Point out the dire economic state of Eastern Europe today, and Western
economists will assure you that these societies are simply experiencing
'teething problems' on the path to development.
John Gibson believes that the problems go far deeper than that, to the root
of the market system itself
Lots of pain, but no gain
Western economic pundits are suggesting that 1993 could be the year in which
Eastern Europe and the former Soviet Union will begin the steady march to
economic growth. After four years in which aggregate production has fallen
by around a third across the region, they believe that the proverbial green
shoots are beginning to poke their way through the rubble. Poland is set
to record a growth in output this year, with Hungary and the Czech Republic
not far behind. Even in Russia, we are told, things are looking up. With
Yegor Gaidar, the International Monetary Fund's favourite Russian, back
in tandem with Boris Yeltsin in the Kremlin, more Western aid is promised
and a medium-term recovery is forecast.
A recent IMF report put this scenario for growth in a global context favourable
for economic recovery. The collapse of communism and the opening up of large
areas of the world to the market, combined with a period of peace and technological
innovation, will lay the basis for a period of sustained economic growth.

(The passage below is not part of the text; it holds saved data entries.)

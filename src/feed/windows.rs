use anyhow::{Result, bail};
use serde_json::{Value, json};
use std::collections::BTreeMap;

use crate::feed::Event;

/// Per-IP rollup for one time window, merged across every topic.
#[derive(Debug, Clone, PartialEq)]
pub struct Rollup {
    pub ip: String,
    /// Total events for this IP across all topics in the window.
    pub count: u64,
    /// Number of topics that saw this IP in the window.
    pub sensors: u64,
    pub window_start: i64,
    pub window_end: i64,
    /// Maximum risk over every contributing event.
    pub risk: f64,
}

impl Rollup {
    /// Wire shape for the output topic.
    pub fn to_wire(&self, tag: &str, risk_field: &str) -> Value {
        json!({
            "value": self.ip,
            "datatype": "ip_address",
            "tag": tag,
            "other_attributes": {
                "count": self.count,
                "sensors": self.sensors,
                "winstart": self.window_start,
                "winend": self.window_end,
                (risk_field): self.risk,
            }
        })
    }
}

/// All rollups for one fixed-duration window.
#[derive(Debug, Clone, Default)]
pub struct WindowSummary {
    pub start: i64,
    pub end: i64,
    pub rollups: BTreeMap<String, Rollup>,
}

impl WindowSummary {
    /// Rollups ordered by sensor count, then event count, both descending.
    pub fn ranked(&self) -> Vec<&Rollup> {
        let mut out: Vec<&Rollup> = self.rollups.values().collect();
        out.sort_by(|a, b| {
            b.sensors
                .cmp(&a.sensors)
                .then_with(|| b.count.cmp(&a.count))
        });
        out
    }
}

/// Bucket the per-topic event streams into fixed windows anchored at the
/// earliest timestamp seen anywhere, rolling up per-IP counts and max risk.
///
/// Every window between the first and last event is emitted, including empty
/// ones, so the caller's progress output matches the wall-clock coverage.
pub fn aggregate(
    topics: &mut Vec<(String, Vec<Event>)>,
    window_secs: i64,
    verbose: bool,
) -> Result<Vec<WindowSummary>> {
    let mut mark_time = i64::MAX;
    let mut last_time = i64::MIN;

    for (topic, events) in topics.iter_mut() {
        if events.is_empty() {
            continue;
        }
        if verbose {
            println!("Sorting {topic}");
        }
        events.sort_by_key(|e| e.timestamp);
        mark_time = mark_time.min(events[0].timestamp);
        last_time = last_time.max(events[events.len() - 1].timestamp);
    }

    if mark_time == i64::MAX || mark_time <= 0 {
        bail!("no starting timestamps found");
    }

    let windows = (last_time - mark_time + window_secs - 1) / window_secs;
    println!("\nProcessing from {mark_time} to {last_time}");
    println!("   windows {windows}");

    let mut summaries = Vec::new();
    while mark_time < last_time {
        let mark_end = mark_time + window_secs;
        let mut summary = WindowSummary {
            start: mark_time,
            end: mark_end,
            rollups: BTreeMap::new(),
        };

        println!();
        for (topic, events) in topics.iter_mut() {
            println!("{topic} list length: {}", events.len());

            // Per-topic rollup first, so the sensor count below reflects
            // topics rather than raw events.
            let mut per_topic: BTreeMap<String, (u64, f64)> = BTreeMap::new();
            while events.first().is_some_and(|e| e.timestamp < mark_end) {
                let entry = events.remove(0);
                let slot = per_topic.entry(entry.ip).or_insert((0, entry.risk));
                slot.0 += 1;
                if slot.1 < entry.risk {
                    slot.1 = entry.risk;
                }
            }

            for (ip, (count, risk)) in per_topic {
                summary
                    .rollups
                    .entry(ip.clone())
                    .and_modify(|roll| {
                        roll.count += count;
                        roll.sensors += 1;
                        if roll.risk < risk {
                            roll.risk = risk;
                        }
                    })
                    .or_insert(Rollup {
                        ip,
                        count,
                        sensors: 1,
                        window_start: mark_time,
                        window_end: mark_end,
                        risk,
                    });
            }
        }

        println!(
            "rollup time range: {mark_time} to {mark_end}, length: {}",
            summary.rollups.len()
        );

        summaries.push(summary);
        mark_time += window_secs;
    }

    Ok(summaries)
}

/// Print the ranked summary of one window, one line per IP.
pub fn print_ranked(summary: &WindowSummary) {
    for (i, roll) in summary.ranked().iter().enumerate() {
        println!(
            "{:03}  ip: {:>15}   count: {:04}  sensors: {}  ws: {}  we: {}",
            i + 1,
            roll.ip,
            roll.count,
            roll.sensors,
            roll.window_start,
            roll.window_end
        );
    }
}
use anyhow::{Result, anyhow};
use kafka::consumer::{Consumer, FetchOffset, GroupOffsetStorage};
use kafka::producer::{Producer, Record, RequiredAcks};
use serde_json::Value;
use std::time::Duration;

/// How to read each input topic.
#[derive(Debug, Clone)]
pub struct LoadOptions {
    /// Ignore committed group offsets and read the topic from the start.
    pub beginning: bool,
    pub group_id: String,
    /// Stop after this many messages per topic; 0 means drain the topic.
    pub max: u64,
    pub verbose: bool,
}

/// Drain one topic into raw JSON messages. Non-JSON payloads are dropped.
pub fn load_topic(brokers: &[String], topic: &str, opts: &LoadOptions) -> Result<Vec<Value>> {
    if opts.verbose {
        println!("\nLoading topic: {topic}\n");
    }

    let mut builder = Consumer::from_hosts(brokers.to_vec())
        .with_topic(topic.to_string())
        .with_fallback_offset(FetchOffset::Earliest);
    if !opts.beginning {
        // The group id keeps track of the last pull between runs.
        builder = builder
            .with_group(opts.group_id.clone())
            .with_offset_storage(Some(GroupOffsetStorage::Kafka));
    }
    let mut consumer = builder
        .create()
        .map_err(|err| anyhow!("kafka consumer for {topic}: {err}"))?;

    let mut out = Vec::new();
    'drain: loop {
        let sets = consumer
            .poll()
            .map_err(|err| anyhow!("kafka poll on {topic}: {err}"))?;
        if sets.is_empty() {
            break;
        }
        for set in sets.iter() {
            for message in set.messages() {
                if let Ok(value) = serde_json::from_slice::<Value>(message.value) {
                    out.push(value);
                }
                if opts.max != 0 && out.len() as u64 >= opts.max {
                    break 'drain;
                }
            }
            consumer
                .consume_messageset(set)
                .map_err(|err| anyhow!("kafka consume on {topic}: {err}"))?;
        }
    }

    if !opts.beginning {
        consumer
            .commit_consumed()
            .map_err(|err| anyhow!("kafka commit on {topic}: {err}"))?;
    }

    Ok(out)
}

/// Send each rollup payload to the output topic.
pub fn send_rollups(brokers: &[String], topic: &str, payloads: &[Value]) -> Result<()> {
    let mut producer = Producer::from_hosts(brokers.to_vec())
        .with_ack_timeout(Duration::from_secs(1))
        .with_required_acks(RequiredAcks::One)
        .create()
        .map_err(|err| anyhow!("kafka producer: {err}"))?;

    for payload in payloads {
        let bytes = serde_json::to_vec(payload)?;
        producer
            .send(&Record::from_value(topic, bytes))
            .map_err(|err| anyhow!("kafka send to {topic}: {err}"))?;
    }

    Ok(())
}
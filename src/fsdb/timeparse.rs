use chrono::{DateTime, NaiveDate, NaiveDateTime};

const DATETIME_FORMATS: &[&str] = &[
    "%Y-%m-%dT%H:%M:%S%.f",
    "%Y-%m-%d %H:%M:%S%.f",
    "%Y/%m/%d %H:%M:%S",
];

/// Parse a timestamp cell to Unix epoch seconds.
///
/// Digit-only values longer than 12 characters are taken as milliseconds,
/// shorter ones as seconds. Anything else is tried as RFC 3339 and then as a
/// handful of common datetime and date formats, read as UTC. Returns `None`
/// when nothing matches, in which case callers pass the value through
/// untouched.
pub fn parse_epoch_secs(raw: &str) -> Option<i64> {
    let trimmed = raw.trim();
    if trimmed.is_empty() {
        return None;
    }

    if trimmed.chars().all(|c| c.is_ascii_digit()) {
        let n: i64 = trimmed.parse().ok()?;
        if trimmed.len() > 12 {
            return Some(n / 1000);
        }
        return Some(n);
    }

    if let Ok(dt) = DateTime::parse_from_rfc3339(trimmed) {
        return Some(dt.timestamp());
    }

    for fmt in DATETIME_FORMATS {
        if let Ok(dt) = NaiveDateTime::parse_from_str(trimmed, fmt) {
            return Some(dt.and_utc().timestamp());
        }
    }

    if let Ok(date) = NaiveDate::parse_from_str(trimmed, "%Y-%m-%d") {
        return Some(date.and_hms_opt(0, 0, 0)?.and_utc().timestamp());
    }

    None
}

Peter Norman, economics editor of the Financial Times, summarised
the report: 'Powerful and predominantly positive forces at work in the global
economy suggest that the present time is a period of dynamic change rather
than a weary recovery from recession.' (24 September 1993)

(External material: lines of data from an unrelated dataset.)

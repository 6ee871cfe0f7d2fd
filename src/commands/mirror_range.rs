use anyhow::{Context, Result, bail};
use chrono::{Duration, NaiveDate, Utc};

use crate::commands::{CommandReport, ensure_binary_available};
use crate::config::EsopsConfig;
use crate::elastic::curl::{CurlRunner, is_bad_connection};
use crate::elastic::mirror;
use crate::elastic::tunnel::{SshTunnel, random_local_port};

#[derive(Debug, Clone, Default)]
pub struct MirrorRangeOptions {
    pub sensors: Vec<String>,
    pub start_date: Option<String>,
    pub end_date: Option<String>,
    pub local_port: Option<u16>,
    pub remote_port: Option<u16>,
    pub verbose: bool,
}

const DATE_FORMATS: &[&str] = &["%Y-%m-%d", "%Y/%m/%d", "%Y.%m.%d"];

fn parse_date(raw: &str) -> Result<NaiveDate> {
    for fmt in DATE_FORMATS {
        if let Ok(date) = NaiveDate::parse_from_str(raw.trim(), fmt) {
            return Ok(date);
        }
    }
    bail!("unrecognized date `{raw}`; expected YYYY-MM-DD")
}

/// Indices on the sensors settle for two days before they are safe to copy,
/// so the newest allowed end date is two days ago.
pub fn resolve_range(
    start: Option<&str>,
    end: Option<&str>,
    today: NaiveDate,
) -> Result<(NaiveDate, NaiveDate)> {
    let newest_allowed = today - Duration::days(2);

    let end_date = match end {
        Some(raw) => {
            let parsed = parse_date(raw)?;
            if parsed > newest_allowed {
                bail!(
                    "end date cannot be newer than 2 days ago: entered {parsed}, two days ago {newest_allowed}"
                );
            }
            parsed
        }
        None => newest_allowed,
    };

    let start_date = match start {
        Some(raw) => parse_date(raw)?,
        None => end_date,
    };

    if start_date > end_date {
        bail!("start date {start_date} is after end date {end_date}");
    }

    Ok((start_date, end_date))
}

fn daily_index(prefix: &str, date: NaiveDate) -> String {
    format!("{prefix}-{}", date.format("%Y.%m.%d"))
}

pub fn run(opts: &MirrorRangeOptions, cfg: &EsopsConfig) -> Result<CommandReport> {
    let mut report = CommandReport::new("mirror-range");

    if !ensure_binary_available("ssh", &mut report) {
        return Ok(report);
    }
    if !ensure_binary_available("curl", &mut report) {
        return Ok(report);
    }

    let (start_date, end_date) = resolve_range(
        opts.start_date.as_deref(),
        opts.end_date.as_deref(),
        Utc::now().date_naive(),
    )
    .context("invalid date range")?;

    if opts.verbose {
        println!("start date: {start_date}");
        println!("  end date: {end_date}");
    }

    let sensors = if opts.sensors.is_empty() {
        cfg.mirror_range.sensors.clone()
    } else {
        opts.sensors.clone()
    };
    let local_port = opts.local_port.unwrap_or_else(random_local_port);
    let remote_port = opts.remote_port.unwrap_or(cfg.mirror_range.remote_port);
    let curl = CurlRunner::new(opts.verbose);

    for sensor in &sensors {
        println!("\nConnecting to: {sensor}");

        let mut tunnel = match SshTunnel::open(sensor, local_port, remote_port, opts.verbose) {
            Ok(tunnel) => tunnel,
            Err(err) => {
                report.issue(format!("tunnel to {sensor} failed: {err}"));
                continue;
            }
        };

        let mut day = start_date;
        let mut checked = 0u64;
        while day <= end_date {
            let from_index = daily_index(&cfg.mirror_range.index_prefix, day);
            let to_index = format!("{sensor}-{from_index}");
            println!("{sensor}: {from_index}  to localhost: {to_index}");

            match mirror::check_copy(&curl, tunnel.local_port(), &from_index, &to_index) {
                Ok(_) => checked += 1,
                Err(err) if is_bad_connection(&err) => {
                    println!("\nError: failed to connect to {sensor}");
                    println!("         skipping the rest of copying for {sensor}\n");
                    report.issue(format!("{sensor}: connection lost mid-copy"));
                    break;
                }
                Err(err) => {
                    tunnel.close();
                    return Err(err);
                }
            }

            day += Duration::days(1);
        }

        report.detail(format!("{sensor}: {checked} daily indices checked"));
        tunnel.close();
    }

    Ok(report)
}

#[cfg(test)]
mod tests {
    use super::*;

    fn day(y: i32, m: u32, d: u32) -> NaiveDate {
        NaiveDate::from_ymd_opt(y, m, d).expect("date")
    }

    #[test]
    fn default_range_is_single_day_two_days_ago() {
        let (start, end) = resolve_range(None, None, day(2024, 3, 10)).expect("range");
        assert_eq!(start, day(2024, 3, 8));
        assert_eq!(end, day(2024, 3, 8));
    }

    #[test]
    fn end_date_newer_than_two_days_ago_is_rejected() {
        let got = resolve_range(None, Some("2024-03-09"), day(2024, 3, 10));
        assert!(got.is_err());
    }

    #[test]
    fn explicit_range_parses_multiple_formats() {
        let (start, end) =
            resolve_range(Some("2024.03.01"), Some("2024-03-05"), day(2024, 3, 10))
                .expect("range");
        assert_eq!(start, day(2024, 3, 1));
        assert_eq!(end, day(2024, 3, 5));
    }

    #[test]
    fn inverted_range_is_rejected() {
        let got = resolve_range(Some("2024-03-06"), Some("2024-03-05"), day(2024, 3, 10));
        assert!(got.is_err());
    }

    #[test]
    fn daily_index_formats_zero_padded() {
        assert_eq!(
            daily_index("logstash", day(2024, 3, 5)),
            "logstash-2024.03.05"
        );
    }
}
use assert_cmd::Command;
use predicates::prelude::*;
use std::fs;
use std::path::Path;
use tempfile::tempdir;

fn write_fake_bin(path: &Path, script: &str) {
    fs::write(path, script).expect("write fake bin");
    #[cfg(unix)]
    {
        use std::os::unix::fs::PermissionsExt;
        let mut perms = fs::metadata(path).expect("metadata").permissions();
        perms.set_mode(0o755);
        fs::set_permissions(path, perms).expect("chmod");
    }
}

fn write_fake_ssh(dir: &Path) {
    write_fake_bin(&dir.join("ssh"), "#!/usr/bin/env bash\nexit 0\n");
}

fn write_fake_curl(dir: &Path) {
    let script = concat!(
        "#!/usr/bin/env bash\n",
        "for a in \"$@\"; do\n",
        "  case \"$a\" in\n",
        "    *_cat/indices*)\n",
        "      echo 'yellow open logstash-2024.01.01 uuid 1 1 100 0 1mb 1mb'\n",
        "      echo 'yellow open users uuid 1 1 1 0 1kb 1kb'\n",
        "      echo 'yellow open filebeat-7.0 uuid 1 1 1 0 1kb 1kb'\n",
        "      exit 0;;\n",
        "    *_count*) echo '{\"count\":42}'; exit 0;;\n",
        "  esac\n",
        "done\n",
        "echo '{}'\n",
    );
    write_fake_bin(&dir.join("curl"), script);
}

fn path_with(dir: &Path) -> String {
    format!(
        "{}:{}",
        dir.display(),
        std::env::var("PATH").unwrap_or_default()
    )
}

fn esops() -> Command {
    Command::cargo_bin("esops").expect("binary")
}

#[test]
fn mirror_skips_indices_with_matching_counts() {
    let tmp = tempdir().expect("tempdir");
    write_fake_ssh(tmp.path());
    write_fake_curl(tmp.path());

    esops()
        .current_dir(tmp.path())
        .env("PATH", path_with(tmp.path()))
        .env("ESOPS_CONFIG_PATH", tmp.path().join("none.toml"))
        .args(["mirror", "-s", "fakehost", "--lport", "19200"])
        .assert()
        .success()
        .stdout(predicate::str::contains("Connecting to: fakehost"))
        .stdout(predicate::str::contains(
            "fakehost: logstash-2024.01.01  to localhost: fakehost-logstash-2024.01.01",
        ))
        .stdout(predicate::str::contains("Exists already"))
        // Default excludes drop users and filebeat.
        .stdout(predicate::str::contains("users").not());
}

#[test]
fn mirror_list_only_prints_filtered_indices() {
    let tmp = tempdir().expect("tempdir");
    write_fake_ssh(tmp.path());
    write_fake_curl(tmp.path());

    esops()
        .current_dir(tmp.path())
        .env("PATH", path_with(tmp.path()))
        .env("ESOPS_CONFIG_PATH", tmp.path().join("none.toml"))
        .args(["mirror", "-s", "fakehost", "--lport", "19200", "--list"])
        .assert()
        .success()
        .stdout(predicate::str::contains("logstash-2024.01.01"))
        .stdout(predicate::str::contains("filebeat").not());
}

#[test]
fn mirror_reports_issue_when_tunnel_fails() {
    let tmp = tempdir().expect("tempdir");
    write_fake_bin(&tmp.path().join("ssh"), "#!/usr/bin/env bash\nexit 255\n");
    write_fake_curl(tmp.path());

    esops()
        .current_dir(tmp.path())
        .env("PATH", path_with(tmp.path()))
        .env("ESOPS_CONFIG_PATH", tmp.path().join("none.toml"))
        .args(["mirror", "-s", "fakehost", "--lport", "19200"])
        .assert()
        .failure()
        .stderr(predicate::str::contains("tunnel to fakehost failed"));
}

In this scenario, the economic travails of the East are the pains of transition.
The more rapid the collapse in the East, the argument goes, the better for
the people in the long run. The message is: no pain, no gain. The American
Express Bank Review echoes this view: 'Poland, the first to introduce
radical reform and first to suffer a severe recession, is also leading the
recovery.' Commenting on the political and economic crisis in the Ukraine,
the Economist lectured: 'The predicament of Ukraine points up the
bankruptcy of economic gradualism in revolutionary times.' (11 September
The IMF and others are right to consider developments in Eastern Europe
and the former Soviet Union in the context of the world economy. But a more
realistic assessment of the nature and condition of world capitalism suggests
that the stagnation of the early 1990s represents the real shape of things
to come in the East.
Why can't capitalism develop Eastern Europe? Capitalism is an economic system
based on production for exchange with the sole purpose of maximising profit.

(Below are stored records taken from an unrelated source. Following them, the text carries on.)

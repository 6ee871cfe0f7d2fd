use anyhow::{Context, Result};
use rand::Rng;
use std::process::Command;

use crate::error::EsopsError;

/// Pick an ephemeral local port for the tunnel when the user did not fix one.
pub fn random_local_port() -> u16 {
    rand::thread_rng().gen_range(1024..65024)
}

/// An SSH control-master tunnel forwarding a local port to a remote service.
///
/// The tunnel is opened with `-f -N -M -S <control>` so a later `-O exit`
/// through the same control socket tears it down. Dropping the guard closes
/// the tunnel if it is still open, so a failed copy loop cannot leak one.
pub struct SshTunnel {
    host: String,
    control_path: String,
    local_port: u16,
    verbose: bool,
    open: bool,
}

impl SshTunnel {
    pub fn open(host: &str, local_port: u16, remote_port: u16, verbose: bool) -> Result<Self> {
        let control_path = format!(
            "/tmp/{}:{}:%p",
            host,
            rand::thread_rng().gen_range(0..1_000_000)
        );
        let forward = format!("{local_port}:localhost:{remote_port}");
        let args = [
            "-4",
            "-f",
            "-N",
            "-M",
            "-S",
            control_path.as_str(),
            "-L",
            forward.as_str(),
            host,
        ];

        if verbose {
            println!("open_ssh_tunnel cmd:\n  ssh {}", args.join(" "));
        }

        let status = Command::new("ssh")
            .args(args)
            .status()
            .with_context(|| format!("failed to run ssh for {host}"))?;

        if !status.success() {
            return Err(EsopsError::TunnelFailed(format!(
                "ssh exited with {status} while opening tunnel to {host}"
            ))
            .into());
        }

        Ok(Self {
            host: host.to_string(),
            control_path,
            local_port,
            verbose,
            open: true,
        })
    }

    pub fn local_port(&self) -> u16 {
        self.local_port
    }

    pub fn close(&mut self) {
        if !self.open {
            return;
        }
        self.open = false;

        let args = [
            "-S",
            self.control_path.as_str(),
            "-O",
            "exit",
            self.host.as_str(),
        ];
        if self.verbose {
            println!("close_ssh_tunnel cmd:\n  ssh {}", args.join(" "));
        }

        match Command::new("ssh").args(args).status() {
            Ok(status) if status.success() => {}
            Ok(status) => {
                eprintln!("warning: close_ssh_tunnel: ssh returned {status}");
            }
            Err(err) => {
                eprintln!("warning: close_ssh_tunnel: failed to run ssh: {err}");
            }
        }
    }
}

impl Drop for SshTunnel {
    fn drop(&mut self) {
        self.close();
    }
}

#[cfg(test)]
mod tests {
    use super::random_local_port;

    #[test]
    fn random_port_stays_unprivileged() {
        for _ in 0..100 {
            let port = random_local_port();
            assert!(port >= 1024);
        }
    }
}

It has an inherent tendency to create new markets and to try to raise the
efficiency of production. These things occur, however, in an unplanned and
anarchic fashion, which means there is a disintegrative and destructive
side to them. In the conditions of Eastern Europe today, the disintegrative
side is dominant.
The key to understanding this situation lies in the relationship between
the combined and uneven development of world capitalism. Add
to this the impact of the current slump, and the future of the old Eastern
bloc under capitalism looks very grim indeed.
Capitalism has created a combined world economy and world competition.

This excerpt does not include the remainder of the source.